**Exercise details**
Please write out the data that follows, word for word.

**Source data**
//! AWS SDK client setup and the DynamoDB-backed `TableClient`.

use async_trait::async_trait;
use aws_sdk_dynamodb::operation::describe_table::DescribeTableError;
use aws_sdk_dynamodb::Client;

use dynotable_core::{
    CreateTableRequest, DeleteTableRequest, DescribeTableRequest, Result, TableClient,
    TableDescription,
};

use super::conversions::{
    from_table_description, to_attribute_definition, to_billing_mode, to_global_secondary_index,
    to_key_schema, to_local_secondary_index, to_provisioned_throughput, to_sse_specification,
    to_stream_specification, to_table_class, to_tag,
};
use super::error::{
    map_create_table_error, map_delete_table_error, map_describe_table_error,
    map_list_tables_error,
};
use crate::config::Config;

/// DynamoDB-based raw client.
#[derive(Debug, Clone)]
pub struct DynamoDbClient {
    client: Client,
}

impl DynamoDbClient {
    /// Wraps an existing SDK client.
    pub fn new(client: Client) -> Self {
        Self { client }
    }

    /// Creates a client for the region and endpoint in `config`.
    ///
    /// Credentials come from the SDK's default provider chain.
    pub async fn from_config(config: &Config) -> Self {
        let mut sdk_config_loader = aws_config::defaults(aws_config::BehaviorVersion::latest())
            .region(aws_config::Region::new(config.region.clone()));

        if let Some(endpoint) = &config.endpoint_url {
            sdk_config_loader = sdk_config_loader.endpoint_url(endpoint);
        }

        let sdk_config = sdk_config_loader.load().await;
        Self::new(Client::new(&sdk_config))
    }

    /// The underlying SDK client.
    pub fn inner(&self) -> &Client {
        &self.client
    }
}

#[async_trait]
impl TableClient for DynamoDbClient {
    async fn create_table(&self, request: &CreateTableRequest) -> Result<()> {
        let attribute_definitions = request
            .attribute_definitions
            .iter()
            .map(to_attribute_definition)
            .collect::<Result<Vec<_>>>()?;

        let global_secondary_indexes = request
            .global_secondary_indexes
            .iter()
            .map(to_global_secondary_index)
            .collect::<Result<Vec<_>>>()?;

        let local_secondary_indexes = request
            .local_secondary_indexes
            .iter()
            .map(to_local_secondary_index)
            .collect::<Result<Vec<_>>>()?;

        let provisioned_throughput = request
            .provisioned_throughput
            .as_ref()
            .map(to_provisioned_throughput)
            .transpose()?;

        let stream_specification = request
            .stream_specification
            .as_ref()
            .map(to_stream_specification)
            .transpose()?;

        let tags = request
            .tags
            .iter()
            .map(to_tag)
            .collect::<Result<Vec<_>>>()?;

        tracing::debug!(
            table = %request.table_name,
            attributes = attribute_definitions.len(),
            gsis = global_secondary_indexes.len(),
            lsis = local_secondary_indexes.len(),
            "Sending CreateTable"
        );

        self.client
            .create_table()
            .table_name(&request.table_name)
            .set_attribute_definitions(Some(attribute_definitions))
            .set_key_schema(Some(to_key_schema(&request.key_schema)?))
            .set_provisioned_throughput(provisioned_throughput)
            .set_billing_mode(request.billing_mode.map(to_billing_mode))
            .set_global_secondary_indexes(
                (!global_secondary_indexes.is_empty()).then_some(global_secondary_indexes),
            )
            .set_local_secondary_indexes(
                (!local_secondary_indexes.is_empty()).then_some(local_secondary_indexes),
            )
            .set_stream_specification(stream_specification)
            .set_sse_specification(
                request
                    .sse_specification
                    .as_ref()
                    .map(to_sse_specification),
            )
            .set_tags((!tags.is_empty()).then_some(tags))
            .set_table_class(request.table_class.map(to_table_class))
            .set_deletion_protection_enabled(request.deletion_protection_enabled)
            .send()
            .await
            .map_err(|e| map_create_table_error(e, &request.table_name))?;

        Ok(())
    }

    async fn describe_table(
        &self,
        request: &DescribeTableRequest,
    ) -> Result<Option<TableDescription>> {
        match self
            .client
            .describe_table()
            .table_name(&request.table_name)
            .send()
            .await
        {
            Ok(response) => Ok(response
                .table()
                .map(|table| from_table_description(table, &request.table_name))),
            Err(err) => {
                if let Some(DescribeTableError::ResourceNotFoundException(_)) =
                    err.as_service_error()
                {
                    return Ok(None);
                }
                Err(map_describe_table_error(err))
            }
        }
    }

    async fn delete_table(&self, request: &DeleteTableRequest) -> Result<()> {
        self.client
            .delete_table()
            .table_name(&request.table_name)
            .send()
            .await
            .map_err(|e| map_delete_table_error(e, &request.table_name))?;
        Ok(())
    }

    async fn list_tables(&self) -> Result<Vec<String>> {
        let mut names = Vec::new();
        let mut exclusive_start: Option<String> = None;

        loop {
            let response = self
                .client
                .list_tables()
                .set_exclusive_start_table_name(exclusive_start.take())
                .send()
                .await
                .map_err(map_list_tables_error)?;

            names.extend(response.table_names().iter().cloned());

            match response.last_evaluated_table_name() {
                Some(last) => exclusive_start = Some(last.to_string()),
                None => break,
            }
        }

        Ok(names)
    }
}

**Reply**
//! AWS SDK client setup and the DynamoDB-backed `TableClient`.

use async_trait::async_trait;
use aws_sdk_dynamodb::operation::describe_table::DescribeTableError;
use aws_sdk_dynamodb::Client;

use dynotable_core::{
    CreateTableRequest, DeleteTableRequest, DescribeTableRequest, Result, TableClient,
    TableDescription,
};

use super::conversions::{
    from_table_description, to_attribute_definition, to_billing_mode, to_global_secondary_index,
    to_key_schema, to_local_secondary_index, to_provisioned_throughput, to_sse_specification,
    to_stream_specification, to_table_class, to_tag,
};
use super::error::{
    map_create_table_error, map_delete_table_error, map_describe_table_error,
    map_list_tables_error,
};
use crate::config::Config;

/// DynamoDB-based raw client.
#[derive(Debug, Clone)]
pub struct DynamoDbClient {
    client: Client,
}

impl DynamoDbClient {
    /// Wraps an existing SDK client.
    pub fn new(client: Client) -> Self {
        Self { client }
    }

    /// Creates a client for the region and endpoint in `config`.
    ///
    /// Credentials come from the SDK's default provider chain.
    pub async fn from_config(config: &Config) -> Self {
        let mut sdk_config_loader = aws_config::defaults(aws_config::BehaviorVersion::latest())
            .region(aws_config::Region::new(config.region.clone()));

        if let Some(endpoint) = &config.endpoint_url {
            sdk_config_loader = sdk_config_loader.endpoint_url(endpoint);
        }

        let sdk_config = sdk_config_loader.load().await;
        Self::new(Client::new(&sdk_config))
    }

    /// The underlying SDK client.
    pub fn inner(&self) -> &Client {
        &self.client
    }
}

#[async_trait]
impl TableClient for DynamoDbClient {
    async fn create_table(&self, request: &CreateTableRequest) -> Result<()> {
        let attribute_definitions = request
            .attribute_definitions
            .iter()
            .map(to_attribute_definition)
            .collect::<Result<Vec<_>>>()?;

        let global_secondary_indexes = request
            .global_secondary_indexes
            .iter()
            .map(to_global_secondary_index)
            .collect::<Result<Vec<_>>>()?;

        let local_secondary_indexes = request
            .local_secondary_indexes
            .iter()
            .map(to_local_secondary_index)
            .collect::<Result<Vec<_>>>()?;

        let provisioned_throughput = request
            .provisioned_throughput
            .as_ref()
            .map(to_provisioned_throughput)
            .transpose()?;

        let stream_specification = request
            .stream_specification
            .as_ref()
            .map(to_stream_specification)
            .transpose()?;

        let tags = request
            .tags
            .iter()
            .map(to_tag)
            .collect::<Result<Vec<_>>>()?;

        tracing::debug!(
            table = %request.table_name,
            attributes = attribute_definitions.len(),
            gsis = global_secondary_indexes.len(),
            lsis = local_secondary_indexes.len(),
            "Sending CreateTable"
        );

        self.client
            .create_table()
            .table_name(&request.table_name)
            .set_attribute_definitions(Some(attribute_definitions))
            .set_key_schema(Some(to_key_schema(&request.key_schema)?))
            .set_provisioned_throughput(provisioned_throughput)
            .set_billing_mode(request.billing_mode.map(to_billing_mode))
            .set_global_secondary_indexes(
                (!global_secondary_indexes.is_empty()).then_some(global_secondary_indexes),
            )
            .set_local_secondary_indexes(
                (!local_secondary_indexes.is_empty()).then_some(local_secondary_indexes),
            )
            .set_stream_specification(stream_specification)
            .set_sse_specification(
                request
                    .sse_specification
                    .as_ref()
                    .map(to_sse_specification),
            )
            .set_tags((!tags.is_empty()).then_some(tags))
            .set_table_class(request.table_class.map(to_table_class))
            .set_deletion_protection_enabled(request.deletion_protection_enabled)
            .send()
            .await
            .map_err(|e| map_create_table_error(e, &request.table_name))?;

        Ok(())
    }

    async fn describe_table(
        &self,
        request: &DescribeTableRequest,
    ) -> Result<Option<TableDescription>> {
        match self
            .client
            .describe_table()
            .table_name(&request.table_name)
            .send()
            .await
        {
            Ok(response) => Ok(response
                .table()
                .map(|table| from_table_description(table, &request.table_name))),
            Err(err) => {
                if let Some(DescribeTableError::ResourceNotFoundException(_)) =
                    err.as_service_error()
                {
                    return Ok(None);
                }
                Err(map_describe_table_error(err))
            }
        }
    }

    async fn delete_table(&self, request: &DeleteTableRequest) -> Result<()> {
        self.client
            .delete_table()
            .table_name(&request.table_name)
            .send()
            .await
            .map_err(|e| map_delete_table_error(e, &request.table_name))?;
        Ok(())
    }

    async fn list_tables(&self) -> Result<Vec<String>> {
        let mut names = Vec::new();
        let mut exclusive_start: Option<String> = None;

        loop {
            let response = self
                .client
                .list_tables()
                .set_exclusive_start_table_name(exclusive_start.take())
                .send()
                .await
                .map_err(map_list_tables_error)?;

            names.extend(response.table_names().iter().cloned());

            match response.last_evaluated_table_name() {
                Some(last) => exclusive_start = Some(last.to_string()),
                None => break,
            }
        }

        Ok(names)
    }
}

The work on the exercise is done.